** DATA LISTING follows **

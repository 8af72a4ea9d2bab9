//! 결과 출력 형식.

use anyhow::{Context, Result};
use chrono::{DateTime, Utc};
use coinscope_client::ApiStats;
use coinscope_core::{Cryptocurrency, PriceDataPoint, PriceHistory, Provenance, Sourced};
use rust_decimal::Decimal;
use serde::Serialize;

/// 출력 형식.
#[derive(Debug, Clone, Copy, PartialEq, Eq)]
pub enum OutputFormat {
    Table,
    Json,
}

impl OutputFormat {
    pub fn parse(s: &str) -> Result<Self> {
        match s.to_lowercase().as_str() {
            "table" => Ok(Self::Table),
            "json" => Ok(Self::Json),
            _ => Err(anyhow::anyhow!("Invalid format: {}. Use: table, json", s)),
        }
    }
}

/// 열화된 데이터 안내 문구. 실시간 데이터면 `None`.
pub fn degraded_notice(provenance: Provenance) -> Option<&'static str> {
    match provenance {
        Provenance::Fresh => None,
        Provenance::Stale => Some("⚠️  제한된 데이터: 최신 정보를 가져오지 못해 캐시된 값을 표시합니다"),
        Provenance::Synthetic => Some("⚠️  오프라인 데이터: 실제 시세가 아닌 추정 시계열입니다"),
    }
}

/// JSON 형식 출력.
pub fn format_json<T: Serialize>(value: &T) -> Result<String> {
    serde_json::to_string_pretty(value).context("Failed to serialize to JSON")
}

fn with_notice(mut output: String, provenance: Provenance) -> String {
    if let Some(notice) = degraded_notice(provenance) {
        output.push('\n');
        output.push_str(notice);
    }
    output
}

fn price_cell(price: Option<Decimal>) -> String {
    price
        .map(|p| format!("${}", p.round_dp(if p < Decimal::ONE { 6 } else { 2 })))
        .unwrap_or_else(|| "-".to_string())
}

/// 코인 목록 테이블.
pub fn format_coins_table(coins: &Sourced<Vec<Cryptocurrency>>) -> String {
    let mut output = String::new();

    output.push_str(&format!(
        "{:<6} {:<24} {:<8} {:>16} {:>10}\n",
        "RANK", "NAME", "SYMBOL", "PRICE", "24H"
    ));
    output.push_str(&"-".repeat(68));
    output.push('\n');

    for coin in &coins.data {
        output.push_str(&format!(
            "{:<6} {:<24} {:<8} {:>16} {:>10}\n",
            coin.market_cap_rank
                .map(|r| r.to_string())
                .unwrap_or_else(|| "-".to_string()),
            truncate(&coin.name, 24),
            coin.symbol.to_uppercase(),
            price_cell(coin.current_price),
            coin.price_change_percentage_24h
                .map(|pct| format!("{:+.2}%", pct.round_dp(2)))
                .unwrap_or_else(|| "-".to_string()),
        ));
    }

    output.push('\n');
    output.push_str(&format!("Total: {} coins", coins.data.len()));

    with_notice(output, coins.provenance)
}

fn push_series(output: &mut String, label: &str, points: &[PriceDataPoint]) {
    let first = points.first();
    let last = points.last();
    let change = match (first, last) {
        (Some(first), Some(last)) if !first.price.is_zero() => {
            let pct = (last.price - first.price) / first.price * Decimal::ONE_HUNDRED;
            format!("{:+.2}%", pct.round_dp(2))
        }
        _ => "-".to_string(),
    };

    output.push_str(&format!(
        "{:<8} {:>6} {:>18} {:>18} {:>10}\n",
        label,
        points.len(),
        first.map(|p| format_time(p.timestamp)).unwrap_or_else(|| "-".to_string()),
        price_cell(last.map(|p| p.price)),
        change,
    ));
}

/// 가격 히스토리 요약 테이블.
pub fn format_history_table(coin_id: &str, history: &Sourced<PriceHistory>) -> String {
    let mut output = format!("{} price history\n", coin_id);
    output.push_str(&format!(
        "{:<8} {:>6} {:>18} {:>18} {:>10}\n",
        "RANGE", "POINTS", "FROM", "LAST", "CHANGE"
    ));
    output.push_str(&"-".repeat(64));
    output.push('\n');

    push_series(&mut output, "24h", &history.data.hourly);
    push_series(&mut output, "7d", &history.data.weekly);
    push_series(&mut output, "30d", &history.data.monthly);
    push_series(&mut output, "365d", &history.data.yearly);

    with_notice(output, history.provenance)
}

/// 단일 시계열 테이블.
pub fn format_points_table(points: &Sourced<Vec<PriceDataPoint>>) -> String {
    let mut output = String::new();
    output.push_str(&format!("{:<18} {:>18}\n", "TIME (UTC)", "PRICE"));
    output.push_str(&"-".repeat(37));
    output.push('\n');

    for point in &points.data {
        output.push_str(&format!(
            "{:<18} {:>18}\n",
            format_time(point.timestamp),
            price_cell(Some(point.price))
        ));
    }

    with_notice(output, points.provenance)
}

pub fn format_price(coin_id: &str, price: &Sourced<Decimal>) -> String {
    with_notice(
        format!("{}: {}", coin_id, price_cell(Some(price.data))),
        price.provenance,
    )
}

pub fn format_stats_table(stats: &ApiStats) -> String {
    let mut output = String::new();
    output.push_str("Cache\n");
    output.push_str(&format!(
        "  entries: {} / {} ({:.1}%)\n",
        stats.cache.size,
        stats.cache.max_size,
        stats.cache_usage()
    ));
    output.push_str("Rate limiter\n");
    output.push_str(&format!(
        "  requests in window: {} / {}\n",
        stats.rate_limiter.requests_in_window, stats.rate_limiter.max_requests
    ));
    output.push_str(&format!(
        "  backoff multiplier: {}",
        stats.rate_limiter.backoff_multiplier
    ));
    output
}

fn format_time(ts: DateTime<Utc>) -> String {
    ts.format("%Y-%m-%d %H:%M").to_string()
}

/// 문자열 자르기.
fn truncate(s: &str, max_len: usize) -> String {
    if s.chars().count() <= max_len {
        s.to_string()
    } else {
        let truncated: String = s.chars().take(max_len.saturating_sub(3)).collect();
        format!("{}...", truncated)
    }
}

** End of DATA LISTING **

## EXERCISE DESCRIPTION
Go through the records above and copy every line holding the word "chars".

## SOLUTION
    if s.chars().count() <= max_len {
        let truncated: String = s.chars().take(max_len.saturating_sub(3)).collect();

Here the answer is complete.